### What is expected
Below are records; count how many of their lines contain the word "DoubledSign" and give the number alone.

Extracted records

▶

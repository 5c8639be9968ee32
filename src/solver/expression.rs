//! Player expression evaluation for the Numbers round
//!
//! Expressions are normalized from their display notation, checked against the
//! drawn numbers, and evaluated with standard precedence. Unlike the target
//! search, intermediate division need not be exact: the final value is rounded.

use std::fmt;

/// Error type for rejected expressions
#[derive(Debug, Clone, PartialEq, Eq)]
pub enum ExpressionError {
    Empty,
    InvalidCharacter(char),
    UnexpectedToken(String),
    UnexpectedEnd,
    UnbalancedParentheses,
    /// `++` or `--` written without a space between the signs
    DoubledSign(char),
    /// A multi-digit number starting with `0`
    LeadingZero(String),
    NonFinite,
}

impl fmt::Display for ExpressionError {
    fn fmt(&self, f: &mut fmt::Formatter<'_>) -> fmt::Result {
        match self {
            Self::Empty => write!(f, "Expression is empty"),
            Self::InvalidCharacter(c) => write!(f, "Invalid character '{c}' in expression"),
            Self::UnexpectedToken(token) => write!(f, "Unexpected '{token}' in expression"),
            Self::UnexpectedEnd => write!(f, "Expression ends unexpectedly"),
            Self::UnbalancedParentheses => write!(f, "Unbalanced parentheses"),
            Self::DoubledSign(c) => write!(f, "'{c}{c}' is not allowed in expression"),
            Self::LeadingZero(literal) => {
                write!(f, "Number '{literal}' must not start with a zero")
            }
            Self::NonFinite => write!(f, "Expression does not produce a finite number"),
        }
    }
}

impl std::error::Error for ExpressionError {}

/// Convert display notation to plain arithmetic
///
/// `[`/`]` become parentheses, `x`, `X` and `×` become `*`, `÷` becomes `/`,
/// and `=` becomes `+` so that a trailing "= result" style entry still parses.
///
/// # Examples
/// ```
/// use countdown::solver::normalize;
///
/// assert_eq!(normalize(" [100 + 75] x 3 "), "(100 + 75) * 3");
/// assert_eq!(normalize("50 ÷ 2 × 4"), "50 / 2 * 4");
/// ```
#[must_use]
pub fn normalize(expr: &str) -> String {
    expr.chars()
        .map(|c| match c {
            '[' => '(',
            ']' => ')',
            'x' | 'X' | '×' => '*',
            '÷' => '/',
            '=' => '+',
            other => other,
        })
        .collect::<String>()
        .trim()
        .to_string()
}

/// Check that every number literal is one of the available tiles
///
/// Each tile may be used once; using a number not drawn, or drawn fewer times
/// than it appears, fails. An expression without literals passes here and is
/// rejected by [`evaluate`].
///
/// # Examples
/// ```
/// use countdown::solver::validate_numbers_used;
///
/// assert!(validate_numbers_used("5 + 10", &[5, 10, 25]));
/// assert!(!validate_numbers_used("5 + 5", &[5, 10, 25]));
/// ```
#[must_use]
pub fn validate_numbers_used(expr: &str, available: &[u32]) -> bool {
    let normalized = normalize(expr);
    let mut remaining = available.to_vec();

    for literal in normalized
        .split(|c: char| !c.is_ascii_digit())
        .filter(|s| !s.is_empty())
    {
        let Ok(value) = literal.parse::<u32>() else {
            return false;
        };
        match remaining.iter().position(|&n| n == value) {
            Some(index) => {
                remaining.remove(index);
            }
            None => return false,
        }
    }

    true
}

/// Normalize and evaluate an expression, rounding to the nearest integer
///
/// Only digits, `+ - * / ( )` and spaces are accepted after normalization.
/// Halves round towards positive infinity.
///
/// # Errors
/// Returns an `ExpressionError` for empty input, characters outside the
/// allowed set, malformed syntax, or a non-finite result such as division by
/// zero.
///
/// # Examples
/// ```
/// use countdown::solver::evaluate;
///
/// assert_eq!(evaluate("(4 + 6) x 10"), Ok(100));
/// assert_eq!(evaluate("7 / 2"), Ok(4));
/// assert!(evaluate("7 / 0").is_err());
/// ```
pub fn evaluate(expr: &str) -> Result<i64, ExpressionError> {
    let normalized = normalize(expr);
    if normalized.is_empty() {
        return Err(ExpressionError::Empty);
    }
    if let Some(bad) = normalized
        .chars()
        .find(|&c| !(c.is_ascii_digit() || "+-*/() ".contains(c)))
    {
        return Err(ExpressionError::InvalidCharacter(bad));
    }

    let tokens = tokenize(&normalized)?;
    let mut parser = Parser {
        tokens: &tokens,
        pos: 0,
    };
    let value = parser.expression()?;
    if let Some(token) = parser.peek() {
        return Err(if *token == Token::RParen {
            ExpressionError::UnbalancedParentheses
        } else {
            ExpressionError::UnexpectedToken(token.to_string())
        });
    }

    let rounded = (value + 0.5).floor();
    if !rounded.is_finite() || rounded.abs() > i64::MAX as f64 {
        return Err(ExpressionError::NonFinite);
    }
    Ok(rounded as i64)
}

#[derive(Debug, Clone, PartialEq)]
enum Token {
    Number(f64),
    Plus,
    Minus,
    Star,
    Slash,
    LParen,
    RParen,
}

impl fmt::Display for Token {
    fn fmt(&self, f: &mut fmt::Formatter<'_>) -> fmt::Result {
        match self {
            Self::Number(n) => write!(f, "{n}"),
            Self::Plus => write!(f, "+"),
            Self::Minus => write!(f, "-"),
            Self::Star => write!(f, "*"),
            Self::Slash => write!(f, "/"),
            Self::LParen => write!(f, "("),
            Self::RParen => write!(f, ")"),
        }
    }
}

/// Split a validated expression into tokens
///
/// Callers have already rejected characters outside the allowed set. Signs
/// may only repeat with a space between them (`5 - -3`), and numbers other
/// than `0` itself may not start with a zero.
fn tokenize(expr: &str) -> Result<Vec<Token>, ExpressionError> {
    let mut tokens = Vec::new();
    let mut chars = expr.chars().peekable();

    while let Some(c) = chars.next() {
        let token = match c {
            ' ' => continue,
            '+' | '-' if chars.peek() == Some(&c) => {
                return Err(ExpressionError::DoubledSign(c));
            }
            '+' => Token::Plus,
            '-' => Token::Minus,
            '*' => Token::Star,
            '/' => Token::Slash,
            '(' => Token::LParen,
            ')' => Token::RParen,
            digit => {
                let mut literal = String::from(digit);
                while let Some(&next) = chars.peek() {
                    if !next.is_ascii_digit() {
                        break;
                    }
                    literal.push(next);
                    chars.next();
                }
                if literal.len() > 1 && literal.starts_with('0') {
                    return Err(ExpressionError::LeadingZero(literal));
                }
                // Digit strings always parse as f64
                Token::Number(literal.parse().unwrap_or(f64::INFINITY))
            }
        };
        tokens.push(token);
    }

    Ok(tokens)
}

/// Recursive-descent parser over
///
/// ```text
/// expression := term (('+' | '-') term)*
/// term       := unary (('*' | '/') unary)*
/// unary      := ('+' | '-') unary | primary
/// primary    := number | '(' expression ')'
/// ```
struct Parser<'a> {
    tokens: &'a [Token],
    pos: usize,
}

impl<'a> Parser<'a> {
    fn peek(&self) -> Option<&'a Token> {
        self.tokens.get(self.pos)
    }

    fn advance(&mut self) -> Option<&'a Token> {
        let token = self.tokens.get(self.pos);
        self.pos += 1;
        token
    }

    fn expression(&mut self) -> Result<f64, ExpressionError> {
        let mut value = self.term()?;
        loop {
            match self.peek() {
                Some(Token::Plus) => {
                    self.pos += 1;
                    value += self.term()?;
                }
                Some(Token::Minus) => {
                    self.pos += 1;
                    value -= self.term()?;
                }
                _ => return Ok(value),
            }
        }
    }

    fn term(&mut self) -> Result<f64, ExpressionError> {
        let mut value = self.unary()?;
        loop {
            match self.peek() {
                Some(Token::Star) => {
                    self.pos += 1;
                    value *= self.unary()?;
                }
                Some(Token::Slash) => {
                    self.pos += 1;
                    value /= self.unary()?;
                }
                _ => return Ok(value),
            }
        }
    }

    fn unary(&mut self) -> Result<f64, ExpressionError> {
        match self.peek() {
            Some(Token::Plus) => {
                self.pos += 1;
                self.unary()
            }
            Some(Token::Minus) => {
                self.pos += 1;
                Ok(-self.unary()?)
            }
            _ => self.primary(),
        }
    }

    fn primary(&mut self) -> Result<f64, ExpressionError> {
        match self.advance() {
            Some(Token::Number(n)) => Ok(*n),
            Some(Token::LParen) => {
                let value = self.expression()?;
                match self.advance() {
                    Some(Token::RParen) => Ok(value),
                    Some(other) => Err(ExpressionError::UnexpectedToken(other.to_string())),
                    None => Err(ExpressionError::UnbalancedParentheses),
                }
            }
            Some(Token::RParen) => Err(ExpressionError::UnbalancedParentheses),
            Some(other) => Err(ExpressionError::UnexpectedToken(other.to_string())),
            None => Err(ExpressionError::UnexpectedEnd),
        }
    }
}
//! Command implementations

pub mod benchmark;
pub mod conundrum;
pub mod curate;
pub mod letters;
pub mod numbers;
pub mod records;
pub mod simple;

pub use benchmark::{BenchmarkConfig, BenchmarkResult, run_benchmark};
pub use conundrum::draw_conundrum;
pub use curate::{CurationInputs, CurationSummary, Source, run_curation};
pub use letters::{CheckReport, LettersReport, analyze_letters, check_word, parse_letters};
pub use numbers::{EvalReport, NumbersReport, rack_numbers, score_expression, solve_numbers};
pub use records::{SettingsUpdate, high_scores, update_settings};
pub use simple::{SimpleContext, run_simple};
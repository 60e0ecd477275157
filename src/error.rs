//! Error types for conversion and site generation.

use std::path::PathBuf;

/// Errors raised while converting markdown to an HTML tree or rendering it.
#[derive(Debug, Clone, PartialEq, Eq, thiserror::Error)]
pub enum Error {
    /// A style delimiter was opened but never closed.
    #[error("invalid markdown syntax: unmatched delimiter '{delimiter}'")]
    UnmatchedDelimiter { delimiter: &'static str },

    #[error(transparent)]
    Structural(#[from] StructuralViolation),
}

/// Misuse of the [`HtmlNode`](crate::HtmlNode) model detected at render time.
#[derive(Debug, Clone, Copy, PartialEq, Eq, thiserror::Error)]
pub enum StructuralViolation {
    #[error("leaf node must have a value")]
    LeafWithoutValue,
    #[error("parent node must have a tag")]
    ParentWithoutTag,
}

/// Errors raised by page and site generation.
#[derive(Debug, thiserror::Error)]
pub enum SiteError {
    #[error("no `# ` heading found in {}", .path.display())]
    MissingTitle { path: PathBuf },

    #[error("I/O error on {}: {source}", .path.display())]
    Io {
        path: PathBuf,
        #[source]
        source: std::io::Error,
    },

    #[error("{} exists and is not a directory", .path.display())]
    NotADirectory { path: PathBuf },

    #[error("invalid config {}: {source}", .path.display())]
    Config {
        path: PathBuf,
        #[source]
        source: toml::de::Error,
    },

    #[error("failed to convert {}: {source}", .path.display())]
    Convert {
        path: PathBuf,
        #[source]
        source: Error,
    },
}

impl SiteError {
    pub(crate) fn io(path: impl Into<PathBuf>, source: std::io::Error) -> Self {
        SiteError::Io {
            path: path.into(),
            source,
        }
    }
}
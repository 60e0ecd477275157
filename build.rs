use std::fs;

/// Keys of `Config`; every one is a string (paths included).
const STRING_KEYS: &[&str] = &[
    "content_dir",
    "static_dir",
    "template",
    "output_dir",
    "base_path",
];

fn main() {
    let config_path = "src/default_config.toml";
    println!("cargo:rerun-if-changed={}", config_path);

    let content = fs::read_to_string(config_path).expect("Failed to read default_config.toml");

    let table = match content.parse::<toml::Table>() {
        Ok(table) => table,
        Err(e) => panic!("Invalid default_config.toml: {}", e),
    };

    for (key, value) in &table {
        if !STRING_KEYS.contains(&key.as_str()) {
            panic!("default_config.toml: unknown key `{}`", key);
        }
        if !value.is_str() {
            panic!("default_config.toml: `{}` must be a string", key);
        }
    }
    for key in STRING_KEYS {
        if !table.contains_key(*key) {
            panic!("default_config.toml: missing `{}`", key);
        }
    }
}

◀

### Task answer
3